I was told a lot of things before I got married. Some said it was going to be the best, most beautiful experience of my life; others suggested it would be a disappointment, a kind of living death that would leave me with regrets. The feminist culture of our society and the media were not on my side. I went into it with much trepidation, but even more faith—knowing without doubt that God had a plan for the two lives that Sam and I were about to make into one.

Six months isn’t a long time compared to “till death do us part,” and I suppose a lot of people will wave off my words here by labeling them part of the “honeymoon phase,” but even so I’ve learned a thousand things about marriage and about life since then. The first and most important: feminist culture, the media, and anyone who has been influenced by them to think that marriage is a form of prison is wrong.

I love being married. I love the man I married. I love that I get to see him every day and have a slumber party with him every night. I love when he’s sitting on the couch doing bills or something while I work in another part of the house—because I love just knowing that he’s there. I love our conversations about politics, theology, and world events. I love it when he loves what I make for dinner. I love our “dates” to the Costco food court and our walks through the neighborhood and our times together in prayer.

I love that I am living out one of God’s greatest gifts to His children—the opportunity to model a miniature replica of His relationship with us.

It’s hard sometimes. I can be difficult and so can he. Living in a completely new area where I don’t have many friends yet can be lonely (especially as an introvert). Sometimes I really feel like I have no idea what I’m doing, and maybe it’s true—but I never lose faith that God does.

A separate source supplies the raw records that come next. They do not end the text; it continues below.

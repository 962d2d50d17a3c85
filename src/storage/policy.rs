//! Retention policies consulted at shutdown and while scavenging.

use std::collections::HashSet;

use url::Origin;

/// Embedder policy about which origins keep their data when the context ends.
pub trait SpecialStoragePolicy: Send + Sync {
    /// Protected origins are never wiped by the context.
    fn is_storage_protected(&self, origin: &Origin) -> bool;

    /// Session-only origins lose their data at shutdown unless the session state is forcibly kept.
    fn is_storage_session_only(&self, origin: &Origin) -> bool;

    fn has_session_only_origins(&self) -> bool;
}

/// Decides whether a persisted session namespace outlives scavenging even
/// though nothing live references it and it is not in the protected set.
pub trait SessionRetentionPolicy: Send + Sync {
    fn retain(&self, persistent_id: &str, force_keep_session_state: bool) -> bool;
}

/// Keeps nothing beyond the live and protected ids.
#[derive(Debug, Default, Clone, Copy)]
pub struct NoExtraRetention;

impl SessionRetentionPolicy for NoExtraRetention {
    fn retain(&self, _persistent_id: &str, _force_keep_session_state: bool) -> bool {
        false
    }
}

/// Keeps every persisted namespace while the session state is forcibly kept.
#[derive(Debug, Default, Clone, Copy)]
pub struct RetainWhenForced;

impl SessionRetentionPolicy for RetainWhenForced {
    fn retain(&self, _persistent_id: &str, force_keep_session_state: bool) -> bool {
        force_keep_session_state
    }
}

/// Fixed lists of session-only and protected origins.
#[derive(Debug, Default, Clone)]
pub struct StaticStoragePolicy {
    session_only: HashSet<Origin>,
    protected: HashSet<Origin>,
}

impl StaticStoragePolicy {
    pub fn new() -> Self {
        Self::default()
    }

    pub fn session_only(mut self, origin: Origin) -> Self {
        self.session_only.insert(origin);
        self
    }

    pub fn protected(mut self, origin: Origin) -> Self {
        self.protected.insert(origin);
        self
    }
}

impl SpecialStoragePolicy for StaticStoragePolicy {
    fn is_storage_protected(&self, origin: &Origin) -> bool {
        self.protected.contains(origin)
    }

    fn is_storage_session_only(&self, origin: &Origin) -> bool {
        self.session_only.contains(origin)
    }

    fn has_session_only_origins(&self) -> bool {
        !self.session_only.is_empty()
    }
}
impl std::fmt::Debug for StorageContext {
    fn fmt(&self, f: &mut std::fmt::Formatter<'_>) -> std::fmt::Result {
        f.debug_struct("StorageContext")
            .field("namespaces", &self.namespaces.len())
            .field("local_db", &self.local_db.is_some())
            .field("session_db", &self.session_db.is_some())
            .field("scavenger", &self.scavenger.phase())
            .field("is_shutdown", &self.is_shutdown)
            .finish_non_exhaustive()
    }
}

To the unmarried who might be reading this: Marriage is beautiful, and so much fun that you sometimes feel almost naughty! But never count on a spouse to fill the preexisting gaps of your heart. Marriage won’t automatically relieve you of your loneliness, cure you of your self-pity, or fill the hole that belongs only to God.

To the newlyweds: It’s okay to be lonely and sad sometimes. Many, many people will look at you and assume that your life problems have been solved because you found The One, but you and I know that’s not true. Maybe you had to readjust to a new place or maybe you’re just trying to feel out your new role in your old friendships—either way, marriage brings change and change brings a lot of difficult emotions with it. You don’t have to be happy all the time.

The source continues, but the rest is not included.